Nothing beside remains. Round the decay
Of that colossal Wreck, boundless and bare
The lone and level sands stretch far away.”

– “Ozymandias” by Percy Bysshe Shelley

I don’t know what ate at me more when I began reading about the fire at Notre Dame cathedral in April 2019, just before the Easter Resurrection — how easy it was to start (causes still unknown, although leading theories include discarded cigarettes or electrical malfunction), or how impossible it was to put out, or how uninsured it was (as a national treasure France would rebuild it, if it could find the funds), or, sensing an opportunity to make a buck had opened up grandly, how 1%-ers came rushing in to “help” with funds, and, soon thereafter, wild visions of how the Lady should be reVamped came sputtering out — a rooftop swimming pool, an arboretum, a glassed-in postmod thingamabobby. Or finding out for the first time that the cathedral housed a splinter of the True Cross and a nail, and the gold-dipped crown (purportedly the real deal) of our Golden Ruler, Christ.

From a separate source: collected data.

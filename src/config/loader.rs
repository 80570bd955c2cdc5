//! Layered configuration loading
//!
//! Sources, weakest first: built-in defaults, `/etc/shellrun/config.toml`,
//! the user config dir, `~/.shellrun.toml`, `./.shellrun.toml`, an explicit
//! `--config` file, then `SHELLRUN_*` environment variables.

use std::path::{Path, PathBuf};

use anyhow::{Context, Result};
use figment::{
    providers::{Env, Format, Serialized, Toml},
    Figment,
};

use super::model::Config;

const APP_NAME: &str = "shellrun";

/// Nested keys use a double underscore: `SHELLRUN_RUNNER__MODE=compat`
const ENV_PREFIX: &str = "SHELLRUN_";

const DOTFILE: &str = ".shellrun.toml";

/// Candidate config files, weakest first
pub fn config_paths() -> Vec<PathBuf> {
    let system = Path::new("/etc").join(APP_NAME).join("config.toml");
    let user = dirs::config_dir().map(|dir| dir.join(APP_NAME).join("config.toml"));
    let home = dirs::home_dir().map(|dir| dir.join(DOTFILE));

    std::iter::once(system)
        .chain(user)
        .chain(home)
        .chain(std::iter::once(PathBuf::from(DOTFILE)))
        .collect()
}

/// Every layer merged into one provider, before extraction
///
/// A missing `override_path` is logged and skipped.
pub fn figment(override_path: Option<&Path>) -> Figment {
    let files = config_paths()
        .into_iter()
        .filter(|path| path.exists())
        .chain(override_path.and_then(|path| {
            if path.exists() {
                Some(path.to_path_buf())
            } else {
                tracing::warn!("Override config not found: {}", path.display());
                None
            }
        }));

    files
        .fold(
            Figment::from(Serialized::defaults(Config::default())),
            |figment, path| {
                tracing::debug!("Merging config file {}", path.display());
                figment.merge(Toml::file(path))
            },
        )
        .merge(Env::prefixed(ENV_PREFIX).split("__"))
}

/// Load, expand and validate the configuration
pub fn load_config(override_path: Option<&str>) -> Result<Config> {
    let config: Config = figment(override_path.map(Path::new))
        .extract()
        .context("Failed to load configuration")?;

    config.resolved().context("Invalid configuration")
}

/// Config files that currently exist on this host
pub fn find_config_files() -> Vec<PathBuf> {
    config_paths().into_iter().filter(|p| p.exists()).collect()
}
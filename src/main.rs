//! shellrun CLI entry point
//!
//! Usage:
//!   shellrun exec <program> [args...]   Run a program and print its stdout
//!   shellrun sh <command>               Run a command string through the shell
//!   shellrun spawn <command>...         Run commands concurrently on the worker pool
//!   shellrun check                      Report host capabilities
//!   shellrun config                     Show configuration

use std::process::ExitCode;
use std::sync::{Arc, Mutex};

use anyhow::{Context, Result};
use clap::Parser;
use colored::Colorize;

use shellrun::cli::{
    commands::{CheckArgs, ConfigArgs, ConfigFormat, ExecArgs, OutputFormat, ShArgs, SpawnArgs},
    Cli, Commands,
};
use shellrun::config::{load_config, Config};
use shellrun::error::{ErrorInfo, ShellError};
use shellrun::executor::{AsyncShell, Runner};
use shellrun::logging::init_logging;
use shellrun::platform;

fn main() -> ExitCode {
    let cli = Cli::parse();

    if let Err(e) = init_logging(cli.verbose, cli.log_format) {
        eprintln!("{}: {:#}", "warning".yellow().bold(), e);
    }

    match run(cli) {
        Ok(()) => ExitCode::SUCCESS,
        Err(e) => {
            eprintln!("{}: {:#}", "error".red().bold(), e);
            if let Some(shell_err) = e.downcast_ref::<ShellError>() {
                if let Some(suggestion) = ErrorInfo::from(shell_err).suggestion {
                    eprintln!("{}: {}", "hint".cyan(), suggestion);
                }
            }
            ExitCode::FAILURE
        }
    }
}

fn run(cli: Cli) -> Result<()> {
    let mut config = load_config(cli.config.as_deref())?;
    if let Some(mode) = cli.mode {
        config.runner.mode = mode;
    }

    match cli.command {
        Commands::Exec(args) => exec_program(args, &config),
        Commands::Sh(args) => run_shell(args, &config),
        Commands::Spawn(args) => spawn_commands(args, config, cli.verbose),
        Commands::Check(args) => check_host(args, &config),
        Commands::Config(args) => show_config(args, &config),
    }
}

/// Run a program with arguments on this thread
fn exec_program(args: ExecArgs, config: &Config) -> Result<()> {
    let runner = Runner::from_config(config.runner.clone())?;
    let result = runner.run(&args.program, &args.args);
    print_output(result, args.trim)
}

/// Run a command string through the shell on this thread
fn run_shell(args: ShArgs, config: &Config) -> Result<()> {
    let runner = Runner::from_config(config.runner.clone())?;
    let result = runner.run_command(&args.command);
    print_output(result, args.trim)
}

fn print_output(result: Result<String, ShellError>, trim: bool) -> Result<()> {
    match result {
        Ok(output) => {
            print!("{}", maybe_trim(&output, trim));
            Ok(())
        }
        Err(e) => {
            // Whatever the child wrote is still useful when it failed
            if let ShellError::NonZeroExit { stdout, .. } = &e {
                print!("{}", maybe_trim(stdout, trim));
            }
            Err(e.into())
        }
    }
}

fn maybe_trim(output: &str, trim: bool) -> &str {
    if trim {
        output.trim_end_matches(['\n', '\r'])
    } else {
        output
    }
}

/// Run every command concurrently and print outputs as they complete
fn spawn_commands(args: SpawnArgs, mut config: Config, verbose: bool) -> Result<()> {
    if let Some(workers) = args.workers {
        config.pool.workers = workers;
    }

    let shell = AsyncShell::from_config(&config).context("Failed to start worker pool")?;
    let completed = Arc::new(Mutex::new(0usize));

    let handles: Vec<_> = args
        .commands
        .iter()
        .map(|command| {
            let completed = Arc::clone(&completed);
            let handle = shell.execute_command_with(command, move |output| {
                print!("{}", output);
                if let Ok(mut n) = completed.lock() {
                    *n += 1;
                }
            });
            (command.clone(), handle)
        })
        .collect();

    if verbose {
        eprintln!(
            "{}: {} command(s) submitted",
            "spawn".cyan(),
            handles.len()
        );
    }

    let mut errors: Vec<String> = Vec::new();
    for (command, handle) in handles {
        if let Err(e) = handle.wait() {
            // Failed commands get no callback, so their output surfaces here
            if let ShellError::NonZeroExit { stdout, .. } = &e {
                print!("{}", stdout);
            }
            errors.push(format!("{}: {}", command, e));
        }
    }

    shell.shutdown();

    if verbose {
        let done = completed.lock().map(|n| *n).unwrap_or(0);
        eprintln!("{}: {} command(s) completed", "spawn".green(), done);
    }

    if !errors.is_empty() {
        eprintln!("{}:", "Errors".red());
        for error in &errors {
            eprintln!("  - {}", error);
        }
        anyhow::bail!("{} command(s) failed", errors.len());
    }

    Ok(())
}

/// Report what the host offers
fn check_host(args: CheckArgs, config: &Config) -> Result<()> {
    let caps = platform::probe(&config.runner);

    match args.format {
        OutputFormat::Json => {
            println!("{}", serde_json::to_string_pretty(&caps)?);
        }
        OutputFormat::Table => {
            let mark = |ok: bool| if ok { "yes".green() } else { "no".red() };

            println!("{}: {} ({})", "OS".cyan(), caps.os, mark(caps.supported));
            println!(
                "{}: {} ({})",
                "Env locator".cyan(),
                caps.env_locator.display(),
                mark(caps.env_locator_exists)
            );
            match &caps.shell_path {
                Some(path) => println!("{}: {} -> {}", "Shell".cyan(), caps.shell, path.display()),
                None => println!("{}: {} ({})", "Shell".cyan(), caps.shell, "not found".red()),
            }
        }
    }

    platform::ensure_supported()?;
    if !caps.ready() {
        anyhow::bail!("Host cannot run shell commands with the current configuration");
    }

    Ok(())
}

/// Show resolved configuration
fn show_config(args: ConfigArgs, config: &Config) -> Result<()> {
    match args.format {
        ConfigFormat::Toml => {
            print!(
                "{}",
                toml::to_string_pretty(config).context("Failed to render config")?
            );
        }
        ConfigFormat::Json => {
            println!("{}", serde_json::to_string_pretty(config)?);
        }
    }
    Ok(())
}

The gold aside, what a horror to read that the thorny symbol of a God’s defilement had almost been lost in a fire caused by a carelessly flicked Gauloise. I had to hold my heart to think. Here, in the form and function of Our Lady, was an example of the true Gothic, now in flames, her Towers almost falling, but miraculously stayed and steadied and fortified.  O all the sighs, farts, benedictions, liturgies, vows and eulogies — all the suspirations gathered in its chambers of awe-inspiring horror married to beauty, released to the outer, unshriven atmosphere of Nature, lost forever.

John Ruskin, with eye of a god and the expression of an archangel, captured the essence of its aesthetic in The Nature of Gothic from The Stones of Venice, when he wrote:

[T]he purgatorial fire is represented in the mosaic of Torcello (Romanesque) as a red stream, longitudinally striped like a riband, descending out of the throne of Christ, and gradually extending itself to envelop the wicked. When we are once infor’tt1ed what this means, it is enough for its purpose; but the Gothic inventor does not leave the sign in need of interpretation. He makes the fire as like real fire as he can; and at the porch of St. Maclou at Rouen the sculptured flames burst out of the Hades gate, and flicker up, in writhing tongues of stone, through the interstices of the niches, as if the church itself were on fire.

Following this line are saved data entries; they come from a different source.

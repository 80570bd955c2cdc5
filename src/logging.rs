//! Logging setup using `tracing` + `tracing-subscriber`.
//!
//! Priority for determining the filter:
//! 1. `SHELLRUN_LOG` environment variable (e.g. "debug", "shellrun=trace")
//! 2. `--verbose` selects `debug`
//! 3. default to `warn`
//!
//! Logs always go to stderr; stdout carries captured command output.

use anyhow::{anyhow, Result};
use clap::ValueEnum;
use tracing_subscriber::EnvFilter;

/// Environment variable holding the log filter
pub const LOG_ENV: &str = "SHELLRUN_LOG";

/// Log line format
#[derive(Debug, Clone, Copy, Default, PartialEq, Eq, ValueEnum)]
pub enum LogFormat {
    /// Human-readable lines
    #[default]
    Text,
    /// One JSON object per line
    Json,
}

/// Initialise the global logging subscriber.
///
/// Call once at startup.
pub fn init_logging(verbose: bool, format: LogFormat) -> Result<()> {
    let filter = build_filter(std::env::var(LOG_ENV).ok().as_deref(), verbose);

    let builder = tracing_subscriber::fmt()
        .with_env_filter(filter)
        .with_writer(std::io::stderr)
        .with_target(verbose);

    match format {
        LogFormat::Text => builder.try_init(),
        LogFormat::Json => builder.json().try_init(),
    }
    .map_err(|e| anyhow!("Failed to initialise logging: {}", e))
}

fn build_filter(env_value: Option<&str>, verbose: bool) -> EnvFilter {
    let fallback = if verbose { "debug" } else { "warn" };

    match env_value.map(str::trim).filter(|s| !s.is_empty()) {
        Some(directives) => EnvFilter::try_new(directives).unwrap_or_else(|e| {
            eprintln!("Ignoring invalid {}='{}': {}", LOG_ENV, directives, e);
            EnvFilter::new(fallback)
        }),
        None => EnvFilter::new(fallback),
    }
}

#[cfg(test)]
mod tests {
    use super::*;

    #[test]
    fn test_filter_defaults_to_warn() {
        assert_eq!(build_filter(None, false).to_string(), "warn");
    }

    #[test]
    fn test_filter_verbose_is_debug() {
        assert_eq!(build_filter(None, true).to_string(), "debug");
    }

    #[test]
    fn test_filter_env_wins() {
        let filter = build_filter(Some("shellrun=trace"), false);
        assert_eq!(filter.to_string(), "shellrun=trace");
    }

    #[test]
    fn test_filter_blank_env_ignored() {
        assert_eq!(build_filter(Some("   "), true).to_string(), "debug");
    }
}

As if the Church itself were on fire. I looked at the ruins of Our Lady and when the nouveau riche-riche moved in to save her, visions of a postmod rebuild in mind it felt like thousands of years of civilization had been lost like that. I was angry it could be lost that easily. And felt hollow.

That’s what I could relate to immediately in the characters of The Old Man, the new streaming 7-part series on Hulu based on the novel of the same name by Thomas Perry.  The series stars Jeff Bridges (The Big Lebowski), John Lithgow (The World According to Garp), E.J. Bonilla (The Long Road Home), Amy Brenneman (Goliath), Bill Heck (Ray Donovan), Leem Lubany (Condor),  Hiam Abbass (Blade Runner 2049), and Alia Shawkat (Arrested Development). They’re all spooks, spooky, and as haunted as Poe’s House of Usher, secretive people ready to come crashing down in flames into their own mindprints. People who have gone over to some other side and are unable to come back.  The Hulu plot summary succinctly tells us:

Dan Chase absconded from the CIA decades ago and has been living off the grid since. When an assassin arrives and tries to take Chase out, the old operative learns that to ensure his future he now must reconcile his past.

Dan Chase (Bridges) is the absconder who lives alone with his two dogs, to whom he speaks German commands. Episode 1 opens with a clever device of having Chase get up repeatedly in the night to pee.  The script goes: We hear a man groaning and sighing, a toilet lid clacks, groaning, urine trickles sporadically, groaning, urine trickles sporadically, groaning. We immediately know we’re dealing with an old man with a bum prostate.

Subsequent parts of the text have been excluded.